No decision has been made yet regarding the route beyond Crewe, including the Golborne Link, which threatens Culcheth in particular.
But buried in the detail of the announcement is a passage which indicates that the Golborne Link is still favoured.
The report states: “The Government believes there remains a clear case for a connection to the West Coast Mail Line from the Western Leg of HS2. This connection will help ensure that the Western Leg is fully integrated into the wider rail network in North West England and that the benefits of HS2 will be felt across that network.
“On balance, we continue to believe Golborne is likely to be the best location for such a link, as it strikes the best balance between overall costs and benefits.”
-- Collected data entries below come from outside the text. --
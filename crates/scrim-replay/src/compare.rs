//! Snapshot comparison.
//!
//! Hash-first: equal digests end the comparison. On mismatch every part
//! of the two snapshots is walked to say where they differ.

use scrim_core::TeamId;
use scrim_store::Schema;
use scrim_world::{BodySchema, DiedColumn, GameWorld};

use crate::hash::world_hash;

/// One difference between two snapshots.
#[derive(Clone, Debug, PartialEq, Eq)]
pub enum Divergence {
    /// The snapshots are at different turns.
    Turn {
        /// Left turn.
        left: i32,
        /// Right turn.
        right: i32,
    },
    /// A body is alive in only one snapshot.
    BodyPresence {
        /// Body id.
        id: i32,
        /// Whether the body is the left snapshot's.
        in_left: bool,
    },
    /// A body is alive in both but one column differs.
    BodyColumn {
        /// Body id.
        id: i32,
        /// Column name.
        column: &'static str,
        /// Left value.
        left: i32,
        /// Right value.
        right: i32,
    },
    /// The sets of bodies that died this turn differ.
    DiedBodies,
    /// A team's aggregates differ, or the team exists on one side only.
    TeamStats {
        /// The team.
        team: TeamId,
    },
    /// A map grid differs; `index` is the first differing cell.
    Grid {
        /// `"rubble"`, `"lead"` or `"gold"`.
        grid: &'static str,
        /// Flat cell index.
        index: usize,
        /// Left value.
        left: i32,
        /// Right value.
        right: i32,
    },
    /// A map grid has a different cell count.
    GridLength {
        /// Grid name.
        grid: &'static str,
        /// Left length.
        left: usize,
        /// Right length.
        right: usize,
    },
    /// A body's indicator string differs or is set on one side only.
    IndicatorString {
        /// Body id.
        id: i32,
    },
}

/// All differences found between two snapshots.
#[derive(Clone, Debug)]
pub struct DivergenceReport {
    /// Turn of the left snapshot.
    pub turn: i32,
    /// Digest of the left snapshot.
    pub left_hash: u64,
    /// Digest of the right snapshot.
    pub right_hash: u64,
    /// Every divergence found.
    pub divergences: Vec<Divergence>,
}

/// Compare two snapshots. Returns `None` when their digests agree.
pub fn compare_worlds(left: &GameWorld, right: &GameWorld) -> Option<DivergenceReport> {
    let left_hash = world_hash(left);
    let right_hash = world_hash(right);
    if left_hash == right_hash {
        return None;
    }

    let mut divergences = Vec::new();
    if left.turn() != right.turn() {
        divergences.push(Divergence::Turn {
            left: left.turn(),
            right: right.turn(),
        });
    }
    compare_bodies(left, right, &mut divergences);
    if died_rows(left) != died_rows(right) {
        divergences.push(Divergence::DiedBodies);
    }
    compare_teams(left, right, &mut divergences);
    compare_grids(left, right, &mut divergences);
    compare_strings(left, right, &mut divergences);

    Some(DivergenceReport {
        turn: left.turn(),
        left_hash,
        right_hash,
        divergences,
    })
}

fn compare_bodies(left: &GameWorld, right: &GameWorld, out: &mut Vec<Divergence>) {
    let (lb, rb) = (left.bodies(), right.bodies());
    for (lrow, &id) in lb.ids().iter().enumerate() {
        let Some(rrow) = rb.index_of(id) else {
            out.push(Divergence::BodyPresence { id, in_left: true });
            continue;
        };
        for spec in BodySchema::COLUMNS {
            let (l, r) = (lb.value_at(lrow, spec.column), rb.value_at(rrow, spec.column));
            if l != r {
                out.push(Divergence::BodyColumn {
                    id,
                    column: spec.name,
                    left: l,
                    right: r,
                });
            }
        }
    }
    for &id in rb.ids() {
        if !lb.contains(id) {
            out.push(Divergence::BodyPresence { id, in_left: false });
        }
    }
}

fn died_rows(world: &GameWorld) -> Vec<(i32, i32, i32)> {
    let mut rows: Vec<_> = world
        .died_bodies()
        .rows()
        .map(|r| (r.id(), r.get(DiedColumn::X), r.get(DiedColumn::Y)))
        .collect();
    rows.sort_unstable();
    rows
}

fn compare_teams(left: &GameWorld, right: &GameWorld, out: &mut Vec<Divergence>) {
    let (lt, rt) = (left.all_team_stats(), right.all_team_stats());
    for (&team, stats) in lt {
        if rt.get(&team) != Some(stats) {
            out.push(Divergence::TeamStats { team });
        }
    }
    for &team in rt.keys() {
        if !lt.contains_key(&team) {
            out.push(Divergence::TeamStats { team });
        }
    }
}

fn compare_grids(left: &GameWorld, right: &GameWorld, out: &mut Vec<Divergence>) {
    let (lm, rm) = (left.map_stats(), right.map_stats());
    let grids = [
        ("rubble", &lm.rubble, &rm.rubble),
        ("lead", &lm.lead, &rm.lead),
        ("gold", &lm.gold, &rm.gold),
    ];
    for (grid, l, r) in grids {
        if l.len() != r.len() {
            out.push(Divergence::GridLength {
                grid,
                left: l.len(),
                right: r.len(),
            });
            continue;
        }
        if let Some(index) = l.iter().zip(r.iter()).position(|(a, b)| a != b) {
            out.push(Divergence::Grid {
                grid,
                index,
                left: l[index],
                right: r[index],
            });
        }
    }
}

fn compare_strings(left: &GameWorld, right: &GameWorld, out: &mut Vec<Divergence>) {
    let (ls, rs) = (left.indicator_strings(), right.indicator_strings());
    for (&id, text) in ls {
        if rs.get(&id) != Some(text) {
            out.push(Divergence::IndicatorString { id });
        }
    }
    for &id in rs.keys() {
        if !ls.contains_key(&id) {
            out.push(Divergence::IndicatorString { id });
        }
    }
}

#[cfg(test)]
mod tests {
    use super::*;
    use scrim_core::{ActionKind, BodyType, TurnDelta};
    use scrim_test_utils::{standard_game_header, DeltaBuilder, HeaderBuilder, TEAM_A, TEAM_B};
    use scrim_world::PlaybackConfig;

    fn base() -> GameWorld {
        let header = HeaderBuilder::new(2, 2)
            .rubble(vec![1, 2, 3, 4])
            .body(1, TEAM_A, BodyType::Archon, 0, 0)
            .body(2, TEAM_B, BodyType::Miner, 1, 1)
            .build();
        GameWorld::bootstrap(&standard_game_header(), &header, PlaybackConfig::default()).unwrap()
    }

    #[test]
    fn equal_worlds_have_no_report() {
        let w = base();
        assert!(compare_worlds(&w, &w.copy()).is_none());
    }

    #[test]
    fn moved_body_reports_column() {
        let mut a = base();
        let mut b = base();
        a.apply_turn(&TurnDelta::empty(1)).unwrap();
        b.apply_turn(&DeltaBuilder::new(1).moved(1, 1, 0).build())
            .unwrap();
        let report = compare_worlds(&a, &b).unwrap();
        assert_eq!(report.turn, 1);
        assert_eq!(
            report.divergences,
            vec![Divergence::BodyColumn {
                id: 1,
                column: "x",
                left: 0,
                right: 1
            }]
        );
    }

    #[test]
    fn death_and_vortex_are_located() {
        let mut a = base();
        let mut b = base();
        a.apply_turn(&TurnDelta::empty(1)).unwrap();
        b.apply_turn(
            &DeltaBuilder::new(1)
                .die(2)
                .action(-1, ActionKind::Vortex, 0)
                .build(),
        )
        .unwrap();
        let report = compare_worlds(&a, &b).unwrap();
        assert!(report.divergences.contains(&Divergence::BodyPresence { id: 2, in_left: true }));
        assert!(report.divergences.contains(&Divergence::DiedBodies));
        assert!(report.divergences.contains(&Divergence::TeamStats { team: TeamId(TEAM_B) }));
        assert!(report.divergences.contains(&Divergence::Grid {
            grid: "rubble",
            index: 0,
            left: 1,
            right: 4
        }));
        assert!(!report.divergences.contains(&Divergence::TeamStats { team: TeamId(TEAM_A) }));
    }

    #[test]
    fn turn_and_strings_are_reported() {
        let a = base();
        let mut b = base();
        b.apply_turn(&DeltaBuilder::new(1).indicator_string(9, "hi").build())
            .unwrap();
        let report = compare_worlds(&a, &b).unwrap();
        assert_eq!(report.divergences[0], Divergence::Turn { left: 0, right: 1 });
        assert!(report.divergences.contains(&Divergence::IndicatorString { id: 9 }));
    }
}
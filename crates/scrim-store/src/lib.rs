//! Columnar entity storage for Scrim replay snapshots.
//!
//! An [`EntityStore`] keeps one densely packed array per column, all the
//! same length, with row `i` of every column describing the same entity.
//! Entities are addressed by a unique integer id; an id → row index is
//! kept consistent across every insert and delete.
//!
//! # Layout
//!
//! ```text
//! EntityStore<S: Schema>
//! ├── ids: Vec<i32>                (the id column)
//! ├── columns: Vec<ColumnData>     (one per S::COLUMNS entry, i8 or i32)
//! └── index: IndexMap<id, row>
//! ```
//!
//! Deletes compact by swapping the last row into the hole, so row
//! indices are **not** stable across deletes. Only ids are.

#![deny(missing_docs)]
#![deny(rustdoc::broken_intra_doc_links)]
#![forbid(unsafe_code)]

pub mod batch;
pub mod column;
pub mod error;
pub mod store;

pub use batch::ColumnBatch;
pub use column::{ColumnData, ColumnKey, ColumnKind, ColumnRef, ColumnSpec, Schema};
pub use error::StoreError;
pub use store::{EntityStore, Row};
Frank Allen, chairman of CADRAG, the Culcheth and District Rail Action Group said: “If the Golborne Link goes ahead, it will be devastating for the people of Culcheth and the other surrounding communities who are affected.
“Over 700 local jobs will be lost, local amenities will be destroyed, and there will be major environmental damage.
“The alternative, to undertake local upgrading of the West Coast Main Line, will cost less and provide more and better benefits.
“The Government will announce its decision in a year’s time so there are 12 months for us to convince the Government not to build the Link.”
Mr Allen says anyone who wants to help fight the proposals should contact him on 01925 765017.
Warrington North MP Helen Jones and Warrington South MP David Mowat have both stated their opposition to the Golborne link which would have a devastating impact on the Culcheth and Rixton areas and would also have a lesser, but still serious effect on the outskirts of Lymm.
High Legh would also be effected.
HS2 Ltd – the company planning the high speed railway – has also indicated that it did not think there was a viable financial case for the link, so the news that the Government still favours it comes as a big blow to the Warrington area.
Warrington Borough Council has also indicated its opposition to the link, pointing out that the borough appeared to be getting “all pain and no gain” from the proposal.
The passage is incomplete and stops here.